(GIVEN INFORMATION begins)
//! Candidate selection for comment reads
//!
//! A [`CandidateFilter`] only decides which stored comments are looked at.
//! Whether the caller may see them is decided afterwards by redaction.

use crate::domain::comment::{Comment, CommentId};
use std::collections::BTreeSet;
use std::fmt;

/// Logical predicate handed to the storage layer
#[derive(Debug, Clone, PartialEq, Eq)]
pub enum CandidateFilter {
    /// Every stored comment
    All,
    /// The single comment with this id
    ById(CommentId),
    /// Comments whose comment period is one of these ids
    ByCommentPeriods(BTreeSet<String>),
}

impl CandidateFilter {
    /// Build a filter from the request parameters.
    ///
    /// A non-empty period list takes precedence over an id.
    pub fn from_request<I, S>(id: Option<CommentId>, periods: I) -> Self
    where
        I: IntoIterator<Item = S>,
        S: Into<String>,
    {
        let periods: BTreeSet<String> = periods
            .into_iter()
            .map(Into::into)
            .filter(|period| !period.trim().is_empty())
            .collect();

        if !periods.is_empty() {
            return CandidateFilter::ByCommentPeriods(periods);
        }

        match id {
            Some(id) => CandidateFilter::ById(id),
            None => CandidateFilter::All,
        }
    }

    pub fn matches(&self, comment: &Comment) -> bool {
        match self {
            CandidateFilter::All => true,
            CandidateFilter::ById(id) => &comment.id == id,
            CandidateFilter::ByCommentPeriods(periods) => comment
                .comment_period_ref
                .as_ref()
                .is_some_and(|period| periods.contains(period)),
        }
    }
}

impl fmt::Display for CandidateFilter {
    fn fmt(&self, f: &mut fmt::Formatter<'_>) -> fmt::Result {
        match self {
            CandidateFilter::All => write!(f, "all"),
            CandidateFilter::ById(id) => write!(f, "id={}", id),
            CandidateFilter::ByCommentPeriods(periods) => {
                let list: Vec<&str> = periods.iter().map(String::as_str).collect();
                write!(f, "commentPeriodRef in [{}]", list.join(", "))
            }
        }
    }
}
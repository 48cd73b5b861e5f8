//! Integration tests for the get command

#![allow(deprecated)]

use predicates::prelude::*;
use serde_json::{json, Value};
use std::fs;
use tempfile::TempDir;

mod common;
use common::{create_comment, gate_cmd, get_comments, init_store};

fn publish(root: &std::path::Path, doc: &Value) {
    gate_cmd()
        .current_dir(root)
        .args(["publish", doc["id"].as_str().unwrap()])
        .assert()
        .success();
}

#[test]
fn test_get_empty_store() {
    let temp = TempDir::new().unwrap();
    init_store(temp.path());

    gate_cmd()
        .current_dir(temp.path())
        .arg("get")
        .assert()
        .success()
        .stdout(predicate::str::contains("[]"));
}

#[test]
fn test_get_outside_store_fails() {
    let temp = TempDir::new().unwrap();

    gate_cmd()
        .current_dir(temp.path())
        .arg("get")
        .assert()
        .code(2)
        .stderr(predicate::str::contains("commentgate init"));
}

#[test]
fn test_get_filters_by_comment_period() {
    let temp = TempDir::new().unwrap();
    init_store(temp.path());

    for period in ["p1", "p2", "p3"] {
        let doc = create_comment(
            temp.path(),
            &format!(r#"{{"commentPeriodRef": "{}"}}"#, period),
        );
        publish(temp.path(), &doc);
    }

    let docs = get_comments(
        temp.path(),
        &[
            "--period",
            "p1",
            "--period",
            "p3",
            "--fields",
            "commentPeriodRef",
        ],
    );

    let mut periods: Vec<&str> = docs
        .iter()
        .map(|d| d["commentPeriodRef"].as_str().unwrap())
        .collect();
    periods.sort();
    assert_eq!(periods, vec!["p1", "p3"]);
}

#[test]
fn test_get_drops_unknown_fields() {
    let temp = TempDir::new().unwrap();
    init_store(temp.path());
    let doc = create_comment(temp.path(), r#"{"name": "Jane", "comment": "hi"}"#);
    publish(temp.path(), &doc);

    let docs = get_comments(temp.path(), &["--fields", "name,hacked_field"]);

    assert_eq!(docs.len(), 1);
    let keys: Vec<&String> = docs[0].as_object().unwrap().keys().collect();
    let mut keys: Vec<&str> = keys.into_iter().map(String::as_str).collect();
    keys.sort();
    assert_eq!(keys, vec!["id", "name", "tags"]);
}

#[test]
fn test_get_uses_configured_default_fields() {
    let temp = TempDir::new().unwrap();
    init_store(temp.path());
    let doc = create_comment(temp.path(), r#"{"name": "Jane", "comment": "hi"}"#);
    publish(temp.path(), &doc);

    gate_cmd()
        .current_dir(temp.path())
        .args(["config", "default_fields", "comment"])
        .assert()
        .success();

    let docs = get_comments(temp.path(), &[]);
    assert_eq!(docs[0]["comment"], "hi");
    assert!(docs[0].get("name").is_none());
}

#[test]
fn test_get_unauthorized_id_matches_missing_id() {
    let temp = TempDir::new().unwrap();
    init_store(temp.path());
    let doc = create_comment(temp.path(), "{}");

    let hidden = get_comments(temp.path(), &[doc["id"].as_str().unwrap()]);
    let missing = get_comments(temp.path(), &["0123456789abcdef0123456789abcdef"]);

    assert_eq!(hidden, missing);
    assert!(hidden.is_empty());
}

#[test]
fn test_get_requires_all_roles_of_a_tag_set() {
    let temp = TempDir::new().unwrap();
    init_store(temp.path());
    let doc = create_comment(temp.path(), r#"{"name": "Jane"}"#);
    let id = doc["id"].as_str().unwrap();

    // Hand-edit the stored document to require two roles at once.
    let path = temp.path().join("comments").join(format!("{}.json", id));
    let mut stored: Value = serde_json::from_str(&fs::read_to_string(&path).unwrap()).unwrap();
    stored["tags"] = json!([["reviewer", "staff"]]);
    fs::write(&path, serde_json::to_string(&stored).unwrap()).unwrap();

    assert!(get_comments(temp.path(), &["--roles", "reviewer"]).is_empty());
    let docs = get_comments(temp.path(), &["--roles", "reviewer,staff"]);
    assert_eq!(docs.len(), 1);
}

#[test]
fn test_get_treats_empty_stored_tags_as_hidden() {
    let temp = TempDir::new().unwrap();
    init_store(temp.path());
    let doc = create_comment(temp.path(), "{}");
    let id = doc["id"].as_str().unwrap();

    let path = temp.path().join("comments").join(format!("{}.json", id));
    let mut stored: Value = serde_json::from_str(&fs::read_to_string(&path).unwrap()).unwrap();
    stored["tags"] = json!([[]]);
    fs::write(&path, serde_json::to_string(&stored).unwrap()).unwrap();

    assert!(get_comments(temp.path(), &["--roles", "sysadmin,public"]).is_empty());
}

#[test]
fn test_get_rejects_malformed_id() {
    let temp = TempDir::new().unwrap();
    init_store(temp.path());

    gate_cmd()
        .current_dir(temp.path())
        .args(["get", "not-an-id"])
        .assert()
        .code(3);
}

#[test]
fn test_get_survives_malformed_stored_tags() {
    let temp = TempDir::new().unwrap();
    init_store(temp.path());
    let good = create_comment(temp.path(), r#"{"name": "Jane"}"#);
    publish(temp.path(), &good);

    for raw_tags in [json!(null), json!(["public"]), json!("public")] {
        let bad = create_comment(temp.path(), r#"{"name": "Bad"}"#);
        let id = bad["id"].as_str().unwrap();
        let path = temp.path().join("comments").join(format!("{}.json", id));
        let mut stored: Value =
            serde_json::from_str(&fs::read_to_string(&path).unwrap()).unwrap();
        stored["tags"] = raw_tags;
        fs::write(&path, serde_json::to_string(&stored).unwrap()).unwrap();
    }

    let docs = get_comments(temp.path(), &["--fields", "name"]);
    assert_eq!(docs.len(), 1);
    assert_eq!(docs[0]["id"], good["id"]);

    let admin = get_comments(temp.path(), &["--roles", "sysadmin", "--fields", "name"]);
    assert_eq!(admin.len(), 1);
}

#[test]
fn test_get_hides_sub_object_with_malformed_tags() {
    let temp = TempDir::new().unwrap();
    init_store(temp.path());
    let doc = create_comment(temp.path(), r#"{"commentAuthor": {"contactName": "Jane"}}"#);
    publish(temp.path(), &doc);
    let id = doc["id"].as_str().unwrap();

    let path = temp.path().join("comments").join(format!("{}.json", id));
    let mut stored: Value = serde_json::from_str(&fs::read_to_string(&path).unwrap()).unwrap();
    stored["commentAuthor"]["tags"] = json!(null);
    fs::write(&path, serde_json::to_string(&stored).unwrap()).unwrap();

    let docs = get_comments(temp.path(), &["--roles", "sysadmin", "--fields", "commentAuthor"]);
    assert_eq!(docs.len(), 1);
    assert!(docs[0].get("commentAuthor").is_none());
}
//! Comment document tree
//!
//! A comment is a root document with three protected sub-objects:
//! `review`, `commentAuthor` and `commentAuthor.internal`. Each protected
//! node carries its own [`TagsField`].

use crate::domain::tags::TagsField;
use crate::domain::whitelist::Projection;
use crate::error::{GateError, Result};
use chrono::{DateTime, Utc};
use regex::Regex;
use serde::{Deserialize, Serialize};
use std::fmt;
use std::sync::OnceLock;

fn id_regex() -> &'static Regex {
    static REGEX: OnceLock<Regex> = OnceLock::new();
    REGEX.get_or_init(|| Regex::new(r"^[0-9a-f]{32}$").unwrap())
}

/// Identifier of a stored comment (32 lowercase hex characters)
#[derive(Debug, Clone, PartialEq, Eq, PartialOrd, Ord, Hash, Serialize, Deserialize)]
#[serde(transparent)]
pub struct CommentId(String);

impl CommentId {
    /// Generate a fresh random id
    pub fn generate() -> Self {
        CommentId(uuid::Uuid::new_v4().simple().to_string())
    }

    /// Validate and normalize a caller-supplied id
    pub fn parse(input: &str) -> Result<Self> {
        let normalized = input.trim().to_ascii_lowercase();
        if !id_regex().is_match(&normalized) {
            return Err(GateError::InvalidId(input.to_string()));
        }
        Ok(CommentId(normalized))
    }

    pub fn as_str(&self) -> &str {
        &self.0
    }
}

impl fmt::Display for CommentId {
    fn fmt(&self, f: &mut fmt::Formatter<'_>) -> fmt::Result {
        f.write_str(&self.0)
    }
}

/// Root comment document
#[derive(Debug, Clone, PartialEq, Serialize, Deserialize)]
#[serde(rename_all = "camelCase")]
pub struct Comment {
    pub id: CommentId,
    #[serde(default)]
    pub tags: TagsField,
    #[serde(default, skip_serializing_if = "Option::is_none")]
    pub name: Option<String>,
    #[serde(default, skip_serializing_if = "Option::is_none")]
    pub comment_number: Option<u64>,
    #[serde(default, skip_serializing_if = "Option::is_none")]
    pub comment: Option<String>,
    /// Free-form staff note. Not tag protected.
    #[serde(default, skip_serializing_if = "Option::is_none")]
    pub internal: Option<String>,
    #[serde(default, skip_serializing_if = "Option::is_none")]
    pub date_added: Option<DateTime<Utc>>,
    #[serde(default, skip_serializing_if = "Option::is_none")]
    pub comment_author: Option<CommentAuthor>,
    #[serde(default, skip_serializing_if = "Option::is_none")]
    pub documents: Option<Vec<String>>,
    #[serde(default, skip_serializing_if = "Option::is_none")]
    pub review: Option<Review>,
    #[serde(default, skip_serializing_if = "Option::is_none")]
    pub added_by: Option<String>,
    #[serde(default, skip_serializing_if = "Option::is_none")]
    pub comment_period_ref: Option<String>,
    #[serde(default, skip_serializing_if = "Option::is_none")]
    pub comment_status: Option<String>,
    #[serde(default, skip_serializing_if = "Option::is_none")]
    pub is_deleted: Option<bool>,
}

impl Comment {
    /// Empty comment carrying only an id and tags
    pub fn new(id: CommentId, tags: TagsField) -> Self {
        Comment {
            id,
            tags,
            name: None,
            comment_number: None,
            comment: None,
            internal: None,
            date_added: None,
            comment_author: None,
            documents: None,
            review: None,
            added_by: None,
            comment_period_ref: None,
            comment_status: None,
            is_deleted: None,
        }
    }

    /// Clear every root field the projection does not include.
    /// `id` and `tags` always survive.
    pub fn project(&mut self, projection: &Projection) {
        fn keep<T>(field: &mut Option<T>, projection: &Projection, name: &str) {
            if !projection.includes(name) {
                *field = None;
            }
        }

        keep(&mut self.name, projection, "name");
        keep(&mut self.comment_number, projection, "commentNumber");
        keep(&mut self.comment, projection, "comment");
        keep(&mut self.internal, projection, "internal");
        keep(&mut self.date_added, projection, "dateAdded");
        keep(&mut self.comment_author, projection, "commentAuthor");
        keep(&mut self.documents, projection, "documents");
        keep(&mut self.review, projection, "review");
        keep(&mut self.added_by, projection, "addedBy");
        keep(&mut self.comment_period_ref, projection, "commentPeriodRef");
        keep(&mut self.comment_status, projection, "commentStatus");
        keep(&mut self.is_deleted, projection, "isDeleted");
    }
}

/// Moderation state of a comment
#[derive(Debug, Clone, Default, PartialEq, Serialize, Deserialize)]
#[serde(rename_all = "camelCase")]
pub struct Review {
    #[serde(default, skip_serializing_if = "Option::is_none")]
    pub reviewer: Option<String>,
    #[serde(default, skip_serializing_if = "Option::is_none")]
    pub reviewer_notes: Option<String>,
    #[serde(default, skip_serializing_if = "Option::is_none")]
    pub reviewer_date: Option<DateTime<Utc>>,
    #[serde(default)]
    pub tags: TagsField,
}

/// Identifying details of whoever submitted the comment
#[derive(Debug, Clone, Default, PartialEq, Serialize, Deserialize)]
#[serde(rename_all = "camelCase")]
pub struct CommentAuthor {
    #[serde(default, skip_serializing_if = "Option::is_none")]
    pub user_id: Option<String>,
    #[serde(default, skip_serializing_if = "Option::is_none")]
    pub contact_name: Option<String>,
    #[serde(default, skip_serializing_if = "Option::is_none")]
    pub org_name: Option<String>,
    #[serde(default, skip_serializing_if = "Option::is_none")]
    pub location: Option<String>,
    #[serde(default)]
    pub requested_anonymous: bool,
    #[serde(default, skip_serializing_if = "Option::is_none")]
    pub internal: Option<AuthorInternal>,
    #[serde(default)]
    pub tags: TagsField,
}

/// Author contact details that only administrators may read
#[derive(Debug, Clone, Default, PartialEq, Serialize, Deserialize)]
#[serde(rename_all = "camelCase")]
pub struct AuthorInternal {
    #[serde(default, skip_serializing_if = "Option::is_none")]
    pub email: Option<String>,
    #[serde(default, skip_serializing_if = "Option::is_none")]
    pub phone: Option<String>,
    #[serde(default)]
    pub tags: TagsField,
}

#[cfg(test)]
mod tests {
    use super::*;
    use crate::domain::tags::TagsField;

    fn sample() -> Comment {
        let mut comment = Comment::new(
            CommentId::parse("0123456789abcdef0123456789abcdef").unwrap(),
            TagsField::admin_only(),
        );
        comment.name = Some("Jane".to_string());
        comment.comment = Some("Please reconsider the haul road".to_string());
        comment.internal = Some("flagged".to_string());
        comment.review = Some(Review::default());
        comment
    }

    #[test]
    fn test_generated_ids_are_valid() {
        let id = CommentId::generate();
        assert_eq!(id.as_str().len(), 32);
        assert_eq!(CommentId::parse(id.as_str()).unwrap(), id);
    }

    #[test]
    fn test_parse_normalizes_case() {
        let id = CommentId::parse(" 0123456789ABCDEF0123456789abcdef ").unwrap();
        assert_eq!(id.as_str(), "0123456789abcdef0123456789abcdef");
    }

    #[test]
    fn test_parse_rejects_malformed_ids() {
        for bad in [
            "",
            "xyz",
            "../../etc/passwd",
            "0123456789abcdef",
            "g123456789abcdef0123456789abcdef",
        ] {
            assert!(matches!(CommentId::parse(bad), Err(GateError::InvalidId(_))));
        }
    }

    #[test]
    fn test_project_clears_unrequested_fields() {
        let mut comment = sample();
        comment.project(&Projection::from_requested(["name"]));

        assert_eq!(comment.name.as_deref(), Some("Jane"));
        assert!(comment.comment.is_none());
        assert!(comment.internal.is_none());
        assert!(comment.review.is_none());
        assert_eq!(comment.tags, TagsField::admin_only());
    }

    #[test]
    fn test_json_uses_camel_case_and_skips_absent() {
        let mut comment = sample();
        comment.comment_period_ref = Some("period-1".to_string());
        let value = serde_json::to_value(&comment).unwrap();

        assert_eq!(value["commentPeriodRef"], "period-1");
        assert_eq!(value["tags"], serde_json::json!([["sysadmin"]]));
        assert_eq!(value["review"]["tags"], serde_json::json!([]));
        assert!(value.get("commentAuthor").is_none());
    }

    #[test]
    fn test_missing_tags_deserialize_as_empty() {
        let comment: Comment = serde_json::from_str(
            r#"{"id": "0123456789abcdef0123456789abcdef", "review": {"reviewer": "sam"}}"#,
        )
        .unwrap();
        assert!(comment.tags.is_empty());
        assert!(comment.review.unwrap().tags.is_empty());
    }
}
(GIVEN INFORMATION ends)
_TASK ITEM:_ Go through the records and pull out each line that includes the word "documents".

_OUTPUT FOR THIS EXERCISE:_
    pub documents: Option<Vec<String>>,
            documents: None,
        keep(&mut self.documents, projection, "documents");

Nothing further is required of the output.